[Collected data]
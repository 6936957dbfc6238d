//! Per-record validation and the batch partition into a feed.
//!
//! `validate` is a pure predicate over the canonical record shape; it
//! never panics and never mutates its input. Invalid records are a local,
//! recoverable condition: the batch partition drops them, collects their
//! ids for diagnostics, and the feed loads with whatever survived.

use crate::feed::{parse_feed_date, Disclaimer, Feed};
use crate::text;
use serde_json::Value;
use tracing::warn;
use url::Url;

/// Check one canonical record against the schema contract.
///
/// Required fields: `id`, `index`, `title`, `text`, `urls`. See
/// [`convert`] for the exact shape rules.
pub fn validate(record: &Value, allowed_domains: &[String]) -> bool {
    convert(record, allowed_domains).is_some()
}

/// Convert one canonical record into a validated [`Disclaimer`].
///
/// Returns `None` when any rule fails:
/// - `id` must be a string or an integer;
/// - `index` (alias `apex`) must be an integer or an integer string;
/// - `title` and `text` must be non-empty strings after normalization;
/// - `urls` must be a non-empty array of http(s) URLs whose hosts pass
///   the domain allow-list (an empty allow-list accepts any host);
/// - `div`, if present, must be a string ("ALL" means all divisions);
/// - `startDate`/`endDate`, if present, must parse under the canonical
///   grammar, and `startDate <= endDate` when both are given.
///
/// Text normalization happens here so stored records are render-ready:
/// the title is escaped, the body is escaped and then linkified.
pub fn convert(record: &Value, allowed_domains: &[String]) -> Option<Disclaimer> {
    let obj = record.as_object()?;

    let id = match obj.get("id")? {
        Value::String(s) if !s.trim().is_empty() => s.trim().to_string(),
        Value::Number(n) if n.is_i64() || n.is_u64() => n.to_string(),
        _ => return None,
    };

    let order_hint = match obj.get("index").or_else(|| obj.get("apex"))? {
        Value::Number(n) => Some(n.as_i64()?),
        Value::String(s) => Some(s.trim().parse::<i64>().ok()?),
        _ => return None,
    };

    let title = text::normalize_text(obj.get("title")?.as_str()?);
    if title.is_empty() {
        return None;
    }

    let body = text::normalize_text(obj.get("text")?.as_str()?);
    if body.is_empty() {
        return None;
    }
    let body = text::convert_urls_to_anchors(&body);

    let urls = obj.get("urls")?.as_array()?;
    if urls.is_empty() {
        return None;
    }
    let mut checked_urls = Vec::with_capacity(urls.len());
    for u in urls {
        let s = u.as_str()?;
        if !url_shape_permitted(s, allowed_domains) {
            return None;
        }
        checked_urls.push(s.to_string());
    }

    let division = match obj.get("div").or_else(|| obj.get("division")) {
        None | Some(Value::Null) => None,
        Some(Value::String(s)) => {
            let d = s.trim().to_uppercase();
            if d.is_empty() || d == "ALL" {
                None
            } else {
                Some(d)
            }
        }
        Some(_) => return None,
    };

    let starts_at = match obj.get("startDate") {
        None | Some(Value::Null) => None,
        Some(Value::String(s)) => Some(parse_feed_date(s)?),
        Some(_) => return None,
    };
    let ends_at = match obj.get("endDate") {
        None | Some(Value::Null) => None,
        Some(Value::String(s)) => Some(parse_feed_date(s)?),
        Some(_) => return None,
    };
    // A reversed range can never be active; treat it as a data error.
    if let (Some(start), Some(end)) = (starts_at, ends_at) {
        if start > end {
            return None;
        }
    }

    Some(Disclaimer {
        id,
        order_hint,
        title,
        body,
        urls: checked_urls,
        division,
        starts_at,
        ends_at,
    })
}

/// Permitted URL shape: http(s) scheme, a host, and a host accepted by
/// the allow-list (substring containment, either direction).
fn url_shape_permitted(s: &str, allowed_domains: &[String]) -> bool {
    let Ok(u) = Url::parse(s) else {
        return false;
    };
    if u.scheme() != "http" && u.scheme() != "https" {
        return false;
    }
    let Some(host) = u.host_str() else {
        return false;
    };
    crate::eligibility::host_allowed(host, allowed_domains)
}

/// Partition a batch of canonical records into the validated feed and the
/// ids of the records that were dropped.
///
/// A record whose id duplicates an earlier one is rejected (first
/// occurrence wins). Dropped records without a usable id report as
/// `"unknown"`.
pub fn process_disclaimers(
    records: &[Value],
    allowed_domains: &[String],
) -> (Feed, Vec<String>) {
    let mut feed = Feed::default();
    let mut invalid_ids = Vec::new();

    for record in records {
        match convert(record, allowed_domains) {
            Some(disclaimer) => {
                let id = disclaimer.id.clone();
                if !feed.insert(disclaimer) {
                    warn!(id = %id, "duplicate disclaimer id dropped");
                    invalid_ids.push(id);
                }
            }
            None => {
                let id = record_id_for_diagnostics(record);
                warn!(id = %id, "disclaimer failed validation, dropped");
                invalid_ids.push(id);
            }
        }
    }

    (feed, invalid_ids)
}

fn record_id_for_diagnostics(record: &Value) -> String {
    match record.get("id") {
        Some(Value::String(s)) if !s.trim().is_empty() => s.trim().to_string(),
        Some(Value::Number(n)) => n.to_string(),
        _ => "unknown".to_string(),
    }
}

--

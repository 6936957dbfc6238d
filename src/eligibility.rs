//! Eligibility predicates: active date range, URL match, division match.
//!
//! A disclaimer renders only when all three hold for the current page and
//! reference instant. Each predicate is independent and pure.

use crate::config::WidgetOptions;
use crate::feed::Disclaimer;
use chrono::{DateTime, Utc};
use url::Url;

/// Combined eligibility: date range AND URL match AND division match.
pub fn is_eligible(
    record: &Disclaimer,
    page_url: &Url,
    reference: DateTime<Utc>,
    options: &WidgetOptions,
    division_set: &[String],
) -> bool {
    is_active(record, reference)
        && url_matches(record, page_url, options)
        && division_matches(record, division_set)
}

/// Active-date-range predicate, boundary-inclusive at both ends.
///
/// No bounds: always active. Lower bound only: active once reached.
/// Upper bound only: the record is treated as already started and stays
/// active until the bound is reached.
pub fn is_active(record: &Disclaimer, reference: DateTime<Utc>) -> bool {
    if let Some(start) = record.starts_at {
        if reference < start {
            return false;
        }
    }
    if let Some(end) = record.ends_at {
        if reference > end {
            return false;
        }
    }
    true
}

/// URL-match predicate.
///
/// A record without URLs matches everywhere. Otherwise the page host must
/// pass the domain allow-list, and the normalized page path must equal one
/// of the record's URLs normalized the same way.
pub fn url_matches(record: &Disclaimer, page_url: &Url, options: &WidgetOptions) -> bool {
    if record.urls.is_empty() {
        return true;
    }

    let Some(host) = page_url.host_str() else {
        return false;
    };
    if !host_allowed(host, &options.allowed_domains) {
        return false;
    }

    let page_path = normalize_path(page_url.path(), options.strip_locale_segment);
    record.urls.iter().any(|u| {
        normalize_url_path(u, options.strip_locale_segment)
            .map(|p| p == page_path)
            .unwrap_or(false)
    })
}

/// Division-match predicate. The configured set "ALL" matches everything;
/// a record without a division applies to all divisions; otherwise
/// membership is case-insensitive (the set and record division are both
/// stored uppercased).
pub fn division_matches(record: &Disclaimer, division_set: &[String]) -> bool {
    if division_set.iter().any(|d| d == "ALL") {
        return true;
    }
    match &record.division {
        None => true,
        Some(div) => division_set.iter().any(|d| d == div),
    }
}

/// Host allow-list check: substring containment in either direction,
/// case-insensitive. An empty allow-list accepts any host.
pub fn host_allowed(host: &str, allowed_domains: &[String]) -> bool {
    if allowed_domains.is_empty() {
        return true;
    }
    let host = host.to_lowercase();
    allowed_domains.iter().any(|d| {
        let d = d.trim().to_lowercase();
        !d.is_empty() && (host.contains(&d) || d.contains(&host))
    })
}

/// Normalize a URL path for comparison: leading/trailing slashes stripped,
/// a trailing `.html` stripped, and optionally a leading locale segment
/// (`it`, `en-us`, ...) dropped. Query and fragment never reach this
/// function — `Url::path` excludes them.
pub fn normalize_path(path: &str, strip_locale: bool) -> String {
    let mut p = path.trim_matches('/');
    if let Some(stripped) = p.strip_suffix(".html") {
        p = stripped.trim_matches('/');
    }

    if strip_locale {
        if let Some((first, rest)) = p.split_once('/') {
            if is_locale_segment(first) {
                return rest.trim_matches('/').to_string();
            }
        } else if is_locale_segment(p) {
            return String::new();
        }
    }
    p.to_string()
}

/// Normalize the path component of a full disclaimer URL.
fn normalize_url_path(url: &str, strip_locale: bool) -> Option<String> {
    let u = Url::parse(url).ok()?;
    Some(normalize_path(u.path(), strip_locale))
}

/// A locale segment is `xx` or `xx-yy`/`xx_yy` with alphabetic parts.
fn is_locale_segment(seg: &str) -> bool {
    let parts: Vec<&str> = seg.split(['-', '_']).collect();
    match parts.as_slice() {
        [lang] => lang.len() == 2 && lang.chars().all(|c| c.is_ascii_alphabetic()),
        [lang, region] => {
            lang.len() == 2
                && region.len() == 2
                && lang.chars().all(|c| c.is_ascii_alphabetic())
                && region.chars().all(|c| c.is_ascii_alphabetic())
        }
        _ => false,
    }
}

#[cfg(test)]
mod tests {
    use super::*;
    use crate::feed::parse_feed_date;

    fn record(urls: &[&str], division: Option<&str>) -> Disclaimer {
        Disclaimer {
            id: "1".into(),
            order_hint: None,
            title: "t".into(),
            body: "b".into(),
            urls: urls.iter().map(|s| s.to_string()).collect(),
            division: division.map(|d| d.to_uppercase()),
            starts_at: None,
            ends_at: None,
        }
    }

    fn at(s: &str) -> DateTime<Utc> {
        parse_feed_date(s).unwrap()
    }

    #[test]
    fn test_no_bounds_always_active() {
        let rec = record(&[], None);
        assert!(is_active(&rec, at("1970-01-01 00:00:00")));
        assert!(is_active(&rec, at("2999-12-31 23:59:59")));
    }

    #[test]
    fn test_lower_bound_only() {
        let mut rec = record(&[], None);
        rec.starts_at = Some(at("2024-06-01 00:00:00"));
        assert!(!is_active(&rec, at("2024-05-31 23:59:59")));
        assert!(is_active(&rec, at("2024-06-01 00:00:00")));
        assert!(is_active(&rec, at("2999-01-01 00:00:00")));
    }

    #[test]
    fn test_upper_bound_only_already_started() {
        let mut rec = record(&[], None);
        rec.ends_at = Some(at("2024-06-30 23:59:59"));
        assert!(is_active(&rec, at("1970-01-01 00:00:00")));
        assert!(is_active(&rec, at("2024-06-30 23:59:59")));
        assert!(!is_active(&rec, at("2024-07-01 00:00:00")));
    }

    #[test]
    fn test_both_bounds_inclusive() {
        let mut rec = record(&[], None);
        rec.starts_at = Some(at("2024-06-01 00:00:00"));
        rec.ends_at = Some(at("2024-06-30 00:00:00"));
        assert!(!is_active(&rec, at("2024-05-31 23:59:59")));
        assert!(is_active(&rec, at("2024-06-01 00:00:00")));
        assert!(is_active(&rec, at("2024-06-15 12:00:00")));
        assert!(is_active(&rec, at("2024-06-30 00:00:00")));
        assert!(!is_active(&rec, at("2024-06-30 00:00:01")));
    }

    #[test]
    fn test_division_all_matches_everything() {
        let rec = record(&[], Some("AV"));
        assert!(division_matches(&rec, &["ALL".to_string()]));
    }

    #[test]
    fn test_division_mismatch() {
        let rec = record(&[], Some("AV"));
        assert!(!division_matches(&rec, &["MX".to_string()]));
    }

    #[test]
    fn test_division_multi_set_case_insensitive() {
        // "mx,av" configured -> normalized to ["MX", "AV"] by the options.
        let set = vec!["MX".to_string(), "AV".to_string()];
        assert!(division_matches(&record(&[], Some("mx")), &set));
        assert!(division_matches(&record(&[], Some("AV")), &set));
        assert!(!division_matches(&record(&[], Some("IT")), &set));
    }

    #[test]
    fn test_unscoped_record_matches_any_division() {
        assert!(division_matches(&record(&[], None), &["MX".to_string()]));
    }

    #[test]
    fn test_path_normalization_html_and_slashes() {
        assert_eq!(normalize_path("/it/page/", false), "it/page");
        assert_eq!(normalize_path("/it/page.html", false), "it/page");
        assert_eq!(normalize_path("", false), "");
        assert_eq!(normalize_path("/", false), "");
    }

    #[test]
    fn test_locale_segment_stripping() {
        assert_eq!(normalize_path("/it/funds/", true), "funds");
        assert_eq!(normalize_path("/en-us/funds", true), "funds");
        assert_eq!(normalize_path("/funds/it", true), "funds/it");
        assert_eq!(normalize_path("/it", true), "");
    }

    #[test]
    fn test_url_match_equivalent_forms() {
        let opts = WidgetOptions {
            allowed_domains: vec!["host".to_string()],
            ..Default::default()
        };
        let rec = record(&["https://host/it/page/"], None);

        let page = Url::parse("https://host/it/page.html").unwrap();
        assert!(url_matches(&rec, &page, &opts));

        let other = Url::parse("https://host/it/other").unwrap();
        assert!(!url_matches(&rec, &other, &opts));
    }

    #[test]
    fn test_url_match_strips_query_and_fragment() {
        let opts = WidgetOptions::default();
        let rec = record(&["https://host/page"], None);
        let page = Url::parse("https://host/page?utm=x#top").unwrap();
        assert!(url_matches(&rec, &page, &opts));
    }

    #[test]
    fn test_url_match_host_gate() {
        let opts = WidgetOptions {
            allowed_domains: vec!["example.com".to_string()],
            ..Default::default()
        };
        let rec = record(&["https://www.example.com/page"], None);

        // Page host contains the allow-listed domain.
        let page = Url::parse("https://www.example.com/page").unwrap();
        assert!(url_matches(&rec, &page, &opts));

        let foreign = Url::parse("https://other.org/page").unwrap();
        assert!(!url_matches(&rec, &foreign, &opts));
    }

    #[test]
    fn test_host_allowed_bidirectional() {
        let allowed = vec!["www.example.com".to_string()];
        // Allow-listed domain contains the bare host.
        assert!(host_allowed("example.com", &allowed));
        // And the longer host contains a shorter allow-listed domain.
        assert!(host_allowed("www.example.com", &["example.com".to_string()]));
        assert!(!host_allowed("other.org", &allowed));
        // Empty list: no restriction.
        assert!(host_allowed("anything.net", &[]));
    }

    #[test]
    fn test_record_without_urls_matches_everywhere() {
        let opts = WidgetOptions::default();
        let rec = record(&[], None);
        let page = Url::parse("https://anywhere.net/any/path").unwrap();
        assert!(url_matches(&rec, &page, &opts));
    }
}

WORK REQUEST: What you give back must be the stretch above, starting at the line with "pub fn host_allowed(host: &str, allowed_domains: &[String])" and ending at the line with "fn normalize_url_path(url: &str, strip_locale: bool)", copied exactly.

ANSWER:
pub fn host_allowed(host: &str, allowed_domains: &[String]) -> bool {
    if allowed_domains.is_empty() {
        return true;
    }
    let host = host.to_lowercase();
    allowed_domains.iter().any(|d| {
        let d = d.trim().to_lowercase();
        !d.is_empty() && (host.contains(&d) || d.contains(&host))
    })
}

/// Normalize a URL path for comparison: leading/trailing slashes stripped,
/// a trailing `.html` stripped, and optionally a leading locale segment
/// (`it`, `en-us`, ...) dropped. Query and fragment never reach this
/// function — `Url::path` excludes them.
pub fn normalize_path(path: &str, strip_locale: bool) -> String {
    let mut p = path.trim_matches('/');
    if let Some(stripped) = p.strip_suffix(".html") {
        p = stripped.trim_matches('/');
    }

    if strip_locale {
        if let Some((first, rest)) = p.split_once('/') {
            if is_locale_segment(first) {
                return rest.trim_matches('/').to_string();
            }
        } else if is_locale_segment(p) {
            return String::new();
        }
    }
    p.to_string()
}

/// Normalize the path component of a full disclaimer URL.
fn normalize_url_path(url: &str, strip_locale: bool) -> Option<String> {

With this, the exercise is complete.